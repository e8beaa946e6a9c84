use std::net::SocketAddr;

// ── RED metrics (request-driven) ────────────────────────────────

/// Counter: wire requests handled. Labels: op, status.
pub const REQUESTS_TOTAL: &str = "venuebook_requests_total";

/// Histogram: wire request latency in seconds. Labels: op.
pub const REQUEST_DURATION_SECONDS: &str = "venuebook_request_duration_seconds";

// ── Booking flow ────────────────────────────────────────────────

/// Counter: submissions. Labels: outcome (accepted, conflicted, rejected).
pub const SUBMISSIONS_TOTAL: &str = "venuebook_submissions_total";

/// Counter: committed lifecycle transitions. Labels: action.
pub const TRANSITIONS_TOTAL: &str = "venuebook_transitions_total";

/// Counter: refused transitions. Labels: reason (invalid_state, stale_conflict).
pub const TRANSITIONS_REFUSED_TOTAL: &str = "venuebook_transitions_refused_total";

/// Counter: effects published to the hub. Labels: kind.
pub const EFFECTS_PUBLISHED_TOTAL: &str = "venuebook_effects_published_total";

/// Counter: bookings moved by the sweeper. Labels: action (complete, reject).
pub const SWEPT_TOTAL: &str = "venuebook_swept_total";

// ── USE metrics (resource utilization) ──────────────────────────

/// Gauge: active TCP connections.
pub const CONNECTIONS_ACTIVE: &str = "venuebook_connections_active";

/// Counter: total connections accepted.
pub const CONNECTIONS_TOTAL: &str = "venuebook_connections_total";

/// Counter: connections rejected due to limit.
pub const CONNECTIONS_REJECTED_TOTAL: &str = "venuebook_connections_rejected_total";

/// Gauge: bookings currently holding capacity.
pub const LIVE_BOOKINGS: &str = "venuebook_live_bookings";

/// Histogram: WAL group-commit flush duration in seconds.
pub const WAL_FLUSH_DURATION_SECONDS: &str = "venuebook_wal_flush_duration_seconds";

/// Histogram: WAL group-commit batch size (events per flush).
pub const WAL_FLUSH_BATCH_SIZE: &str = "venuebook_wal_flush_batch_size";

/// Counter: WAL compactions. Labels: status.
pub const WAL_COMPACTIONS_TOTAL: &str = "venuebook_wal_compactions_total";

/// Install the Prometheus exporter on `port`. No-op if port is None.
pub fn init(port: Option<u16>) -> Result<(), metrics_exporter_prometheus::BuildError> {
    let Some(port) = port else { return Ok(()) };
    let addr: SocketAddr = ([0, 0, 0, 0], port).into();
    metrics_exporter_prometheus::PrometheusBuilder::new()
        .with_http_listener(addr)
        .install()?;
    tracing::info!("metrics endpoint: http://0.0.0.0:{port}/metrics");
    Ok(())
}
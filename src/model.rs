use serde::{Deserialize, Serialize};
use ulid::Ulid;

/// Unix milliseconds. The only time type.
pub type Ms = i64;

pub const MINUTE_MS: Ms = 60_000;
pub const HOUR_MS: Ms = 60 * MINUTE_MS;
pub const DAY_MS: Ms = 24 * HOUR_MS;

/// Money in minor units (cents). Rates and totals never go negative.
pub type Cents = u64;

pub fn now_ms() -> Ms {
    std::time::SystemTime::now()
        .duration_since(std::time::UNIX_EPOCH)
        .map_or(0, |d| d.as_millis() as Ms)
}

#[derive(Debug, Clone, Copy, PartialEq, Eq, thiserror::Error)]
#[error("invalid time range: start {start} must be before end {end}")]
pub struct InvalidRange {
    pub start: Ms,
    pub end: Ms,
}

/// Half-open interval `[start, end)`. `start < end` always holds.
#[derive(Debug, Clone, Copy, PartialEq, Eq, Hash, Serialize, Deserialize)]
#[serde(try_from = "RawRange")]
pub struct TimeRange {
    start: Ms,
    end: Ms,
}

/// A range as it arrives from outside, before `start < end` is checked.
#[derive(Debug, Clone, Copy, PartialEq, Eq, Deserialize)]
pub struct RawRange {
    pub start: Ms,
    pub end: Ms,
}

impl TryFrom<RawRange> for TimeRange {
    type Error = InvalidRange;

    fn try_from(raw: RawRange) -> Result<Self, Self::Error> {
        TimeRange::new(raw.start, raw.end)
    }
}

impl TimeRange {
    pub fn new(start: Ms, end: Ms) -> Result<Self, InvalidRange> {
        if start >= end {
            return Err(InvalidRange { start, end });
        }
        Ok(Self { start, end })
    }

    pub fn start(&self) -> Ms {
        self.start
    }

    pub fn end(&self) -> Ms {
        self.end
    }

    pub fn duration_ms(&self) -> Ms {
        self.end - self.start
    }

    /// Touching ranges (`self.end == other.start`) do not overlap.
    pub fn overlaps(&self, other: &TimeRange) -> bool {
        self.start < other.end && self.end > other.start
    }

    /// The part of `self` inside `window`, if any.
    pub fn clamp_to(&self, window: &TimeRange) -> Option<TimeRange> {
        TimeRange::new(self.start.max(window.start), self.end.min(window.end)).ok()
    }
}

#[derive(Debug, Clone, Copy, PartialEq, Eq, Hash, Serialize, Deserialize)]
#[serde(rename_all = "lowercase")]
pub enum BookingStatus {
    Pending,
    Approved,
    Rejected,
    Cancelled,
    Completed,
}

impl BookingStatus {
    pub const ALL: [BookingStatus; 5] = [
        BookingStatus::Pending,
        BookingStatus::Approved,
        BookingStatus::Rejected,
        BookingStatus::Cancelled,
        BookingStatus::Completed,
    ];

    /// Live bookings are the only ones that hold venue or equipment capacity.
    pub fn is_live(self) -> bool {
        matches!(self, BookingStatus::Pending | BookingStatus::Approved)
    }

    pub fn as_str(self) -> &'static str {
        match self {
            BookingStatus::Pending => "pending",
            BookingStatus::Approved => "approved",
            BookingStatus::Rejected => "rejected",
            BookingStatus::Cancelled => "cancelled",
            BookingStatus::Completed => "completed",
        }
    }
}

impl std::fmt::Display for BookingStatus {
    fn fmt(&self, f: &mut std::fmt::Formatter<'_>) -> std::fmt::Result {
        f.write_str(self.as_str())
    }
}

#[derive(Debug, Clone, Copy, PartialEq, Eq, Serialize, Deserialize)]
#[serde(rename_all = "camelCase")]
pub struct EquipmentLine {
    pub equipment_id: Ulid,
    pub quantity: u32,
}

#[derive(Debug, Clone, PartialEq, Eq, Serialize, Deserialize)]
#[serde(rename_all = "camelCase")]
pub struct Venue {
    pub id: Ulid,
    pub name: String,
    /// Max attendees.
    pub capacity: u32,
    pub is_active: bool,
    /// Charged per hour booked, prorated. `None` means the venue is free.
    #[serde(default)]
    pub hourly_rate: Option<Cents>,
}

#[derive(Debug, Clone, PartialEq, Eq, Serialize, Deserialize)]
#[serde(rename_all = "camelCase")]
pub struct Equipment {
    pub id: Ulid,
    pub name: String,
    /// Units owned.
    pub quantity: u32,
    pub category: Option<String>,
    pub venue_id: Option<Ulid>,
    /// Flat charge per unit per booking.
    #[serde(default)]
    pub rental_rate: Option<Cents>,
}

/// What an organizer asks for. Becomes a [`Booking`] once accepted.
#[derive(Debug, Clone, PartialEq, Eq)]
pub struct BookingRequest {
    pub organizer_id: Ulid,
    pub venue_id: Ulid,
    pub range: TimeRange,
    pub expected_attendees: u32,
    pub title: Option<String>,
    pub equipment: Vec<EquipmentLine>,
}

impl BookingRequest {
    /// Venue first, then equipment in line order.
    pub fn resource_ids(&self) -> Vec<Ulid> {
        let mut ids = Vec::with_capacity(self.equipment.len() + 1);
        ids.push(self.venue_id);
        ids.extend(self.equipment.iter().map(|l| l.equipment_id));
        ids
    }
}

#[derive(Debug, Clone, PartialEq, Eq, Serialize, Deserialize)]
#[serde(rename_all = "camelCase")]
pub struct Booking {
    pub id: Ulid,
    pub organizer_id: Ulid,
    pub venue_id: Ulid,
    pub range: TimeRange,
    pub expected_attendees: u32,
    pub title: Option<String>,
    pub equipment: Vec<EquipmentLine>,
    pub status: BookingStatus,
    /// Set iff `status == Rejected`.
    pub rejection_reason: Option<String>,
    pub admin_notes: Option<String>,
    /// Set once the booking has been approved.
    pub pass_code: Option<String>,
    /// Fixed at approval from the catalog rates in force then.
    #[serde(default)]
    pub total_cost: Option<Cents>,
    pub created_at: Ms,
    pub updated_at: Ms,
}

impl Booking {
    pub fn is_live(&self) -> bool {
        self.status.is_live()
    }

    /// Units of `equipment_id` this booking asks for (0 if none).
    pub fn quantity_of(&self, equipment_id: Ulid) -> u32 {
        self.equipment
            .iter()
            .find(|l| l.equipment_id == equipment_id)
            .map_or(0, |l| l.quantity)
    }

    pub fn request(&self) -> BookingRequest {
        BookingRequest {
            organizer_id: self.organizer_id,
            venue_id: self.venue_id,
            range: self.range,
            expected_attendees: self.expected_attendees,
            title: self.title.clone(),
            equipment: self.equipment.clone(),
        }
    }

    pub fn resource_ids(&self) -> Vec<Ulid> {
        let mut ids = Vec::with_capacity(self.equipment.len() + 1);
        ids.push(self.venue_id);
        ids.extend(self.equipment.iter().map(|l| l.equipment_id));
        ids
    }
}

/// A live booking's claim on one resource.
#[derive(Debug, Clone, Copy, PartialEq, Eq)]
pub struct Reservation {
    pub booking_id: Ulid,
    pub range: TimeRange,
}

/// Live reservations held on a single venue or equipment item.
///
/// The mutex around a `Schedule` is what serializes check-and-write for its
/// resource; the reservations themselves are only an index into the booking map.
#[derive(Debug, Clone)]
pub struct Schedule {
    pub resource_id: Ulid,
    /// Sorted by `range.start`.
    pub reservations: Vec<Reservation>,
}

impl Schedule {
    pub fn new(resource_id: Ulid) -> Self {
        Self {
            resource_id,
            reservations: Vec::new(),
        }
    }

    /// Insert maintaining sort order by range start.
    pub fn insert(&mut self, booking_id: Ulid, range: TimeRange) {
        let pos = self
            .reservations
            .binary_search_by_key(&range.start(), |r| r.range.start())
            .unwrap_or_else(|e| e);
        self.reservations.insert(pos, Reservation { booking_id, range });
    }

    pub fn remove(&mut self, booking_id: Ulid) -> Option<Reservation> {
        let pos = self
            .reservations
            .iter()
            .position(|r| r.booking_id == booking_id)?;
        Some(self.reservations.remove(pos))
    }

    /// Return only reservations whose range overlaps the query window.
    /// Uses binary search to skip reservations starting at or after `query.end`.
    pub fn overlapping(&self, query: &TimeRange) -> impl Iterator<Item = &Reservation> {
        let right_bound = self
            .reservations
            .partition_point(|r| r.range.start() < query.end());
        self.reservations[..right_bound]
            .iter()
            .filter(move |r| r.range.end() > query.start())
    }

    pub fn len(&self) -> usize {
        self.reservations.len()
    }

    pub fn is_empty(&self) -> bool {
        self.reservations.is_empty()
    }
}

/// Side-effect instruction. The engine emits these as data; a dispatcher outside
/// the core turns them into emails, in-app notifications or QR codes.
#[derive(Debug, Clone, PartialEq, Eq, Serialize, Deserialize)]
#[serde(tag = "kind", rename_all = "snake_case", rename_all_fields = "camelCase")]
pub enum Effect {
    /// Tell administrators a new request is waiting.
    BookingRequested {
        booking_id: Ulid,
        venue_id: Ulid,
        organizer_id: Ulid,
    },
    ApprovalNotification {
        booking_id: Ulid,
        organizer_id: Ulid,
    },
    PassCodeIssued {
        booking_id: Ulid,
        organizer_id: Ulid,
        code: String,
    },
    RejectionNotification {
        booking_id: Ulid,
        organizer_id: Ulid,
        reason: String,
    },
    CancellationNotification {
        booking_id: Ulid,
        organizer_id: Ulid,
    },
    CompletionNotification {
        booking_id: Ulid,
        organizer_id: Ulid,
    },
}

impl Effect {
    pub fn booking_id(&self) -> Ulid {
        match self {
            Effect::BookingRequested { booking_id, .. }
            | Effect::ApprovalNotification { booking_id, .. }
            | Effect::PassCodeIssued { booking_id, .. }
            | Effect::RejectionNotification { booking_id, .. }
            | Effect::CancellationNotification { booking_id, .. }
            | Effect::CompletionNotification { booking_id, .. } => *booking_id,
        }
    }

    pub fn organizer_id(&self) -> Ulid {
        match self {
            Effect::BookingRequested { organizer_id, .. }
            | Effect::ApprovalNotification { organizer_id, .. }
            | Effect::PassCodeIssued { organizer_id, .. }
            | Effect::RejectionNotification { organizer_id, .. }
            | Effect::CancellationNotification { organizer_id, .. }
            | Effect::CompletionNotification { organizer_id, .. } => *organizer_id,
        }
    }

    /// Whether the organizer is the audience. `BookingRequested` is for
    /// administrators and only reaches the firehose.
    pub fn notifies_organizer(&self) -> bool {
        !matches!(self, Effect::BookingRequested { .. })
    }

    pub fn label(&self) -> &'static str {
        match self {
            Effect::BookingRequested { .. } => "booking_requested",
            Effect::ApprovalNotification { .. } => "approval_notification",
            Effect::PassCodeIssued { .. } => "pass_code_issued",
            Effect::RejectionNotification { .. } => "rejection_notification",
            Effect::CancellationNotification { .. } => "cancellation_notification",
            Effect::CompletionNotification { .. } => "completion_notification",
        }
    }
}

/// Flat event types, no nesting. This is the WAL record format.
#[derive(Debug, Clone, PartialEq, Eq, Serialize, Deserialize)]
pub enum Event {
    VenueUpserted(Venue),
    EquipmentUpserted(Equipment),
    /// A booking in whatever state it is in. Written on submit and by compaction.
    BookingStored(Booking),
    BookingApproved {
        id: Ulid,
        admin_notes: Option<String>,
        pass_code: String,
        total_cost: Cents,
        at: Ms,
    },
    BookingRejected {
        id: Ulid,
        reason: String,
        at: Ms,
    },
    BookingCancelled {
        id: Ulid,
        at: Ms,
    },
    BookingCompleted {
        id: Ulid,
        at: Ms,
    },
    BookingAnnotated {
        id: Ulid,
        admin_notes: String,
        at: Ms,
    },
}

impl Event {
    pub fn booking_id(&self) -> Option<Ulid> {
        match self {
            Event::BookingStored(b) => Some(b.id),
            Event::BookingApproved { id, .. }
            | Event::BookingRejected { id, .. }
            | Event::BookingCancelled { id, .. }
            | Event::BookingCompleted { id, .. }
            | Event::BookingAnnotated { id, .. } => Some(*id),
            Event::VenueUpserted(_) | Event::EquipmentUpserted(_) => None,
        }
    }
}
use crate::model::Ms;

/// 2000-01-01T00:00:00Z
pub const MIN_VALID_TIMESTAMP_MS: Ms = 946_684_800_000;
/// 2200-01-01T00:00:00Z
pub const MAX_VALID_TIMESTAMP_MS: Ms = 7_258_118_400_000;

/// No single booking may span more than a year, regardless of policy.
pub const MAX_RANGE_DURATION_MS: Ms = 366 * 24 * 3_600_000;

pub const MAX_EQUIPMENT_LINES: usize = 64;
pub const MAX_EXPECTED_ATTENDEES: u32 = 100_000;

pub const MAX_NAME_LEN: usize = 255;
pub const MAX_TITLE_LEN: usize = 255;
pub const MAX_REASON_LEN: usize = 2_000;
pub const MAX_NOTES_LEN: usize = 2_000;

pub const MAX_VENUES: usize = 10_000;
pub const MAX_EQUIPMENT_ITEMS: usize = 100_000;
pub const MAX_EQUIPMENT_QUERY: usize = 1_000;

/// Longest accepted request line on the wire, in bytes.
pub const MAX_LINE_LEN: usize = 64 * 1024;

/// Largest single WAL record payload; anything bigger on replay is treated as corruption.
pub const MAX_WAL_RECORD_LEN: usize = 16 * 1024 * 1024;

_ _ _ _

**Exercise prompt**
Set down, exactly as they appear above, all lines from the one that has "pub fn label(&self)" down to the one that has "pub const MAX_REASON_LEN: usize = 2_000;", including those two and no others.

**Response area**
    pub fn label(&self) -> &'static str {
        match self {
            Effect::BookingRequested { .. } => "booking_requested",
            Effect::ApprovalNotification { .. } => "approval_notification",
            Effect::PassCodeIssued { .. } => "pass_code_issued",
            Effect::RejectionNotification { .. } => "rejection_notification",
            Effect::CancellationNotification { .. } => "cancellation_notification",
            Effect::CompletionNotification { .. } => "completion_notification",
        }
    }
}

/// Flat event types, no nesting. This is the WAL record format.
#[derive(Debug, Clone, PartialEq, Eq, Serialize, Deserialize)]
pub enum Event {
    VenueUpserted(Venue),
    EquipmentUpserted(Equipment),
    /// A booking in whatever state it is in. Written on submit and by compaction.
    BookingStored(Booking),
    BookingApproved {
        id: Ulid,
        admin_notes: Option<String>,
        pass_code: String,
        total_cost: Cents,
        at: Ms,
    },
    BookingRejected {
        id: Ulid,
        reason: String,
        at: Ms,
    },
    BookingCancelled {
        id: Ulid,
        at: Ms,
    },
    BookingCompleted {
        id: Ulid,
        at: Ms,
    },
    BookingAnnotated {
        id: Ulid,
        admin_notes: String,
        at: Ms,
    },
}

impl Event {
    pub fn booking_id(&self) -> Option<Ulid> {
        match self {
            Event::BookingStored(b) => Some(b.id),
            Event::BookingApproved { id, .. }
            | Event::BookingRejected { id, .. }
            | Event::BookingCancelled { id, .. }
            | Event::BookingCompleted { id, .. }
            | Event::BookingAnnotated { id, .. } => Some(*id),
            Event::VenueUpserted(_) | Event::EquipmentUpserted(_) => None,
        }
    }
}
use crate::model::Ms;

/// 2000-01-01T00:00:00Z
pub const MIN_VALID_TIMESTAMP_MS: Ms = 946_684_800_000;
/// 2200-01-01T00:00:00Z
pub const MAX_VALID_TIMESTAMP_MS: Ms = 7_258_118_400_000;

/// No single booking may span more than a year, regardless of policy.
pub const MAX_RANGE_DURATION_MS: Ms = 366 * 24 * 3_600_000;

pub const MAX_EQUIPMENT_LINES: usize = 64;
pub const MAX_EXPECTED_ATTENDEES: u32 = 100_000;

pub const MAX_NAME_LEN: usize = 255;
pub const MAX_TITLE_LEN: usize = 255;
pub const MAX_REASON_LEN: usize = 2_000;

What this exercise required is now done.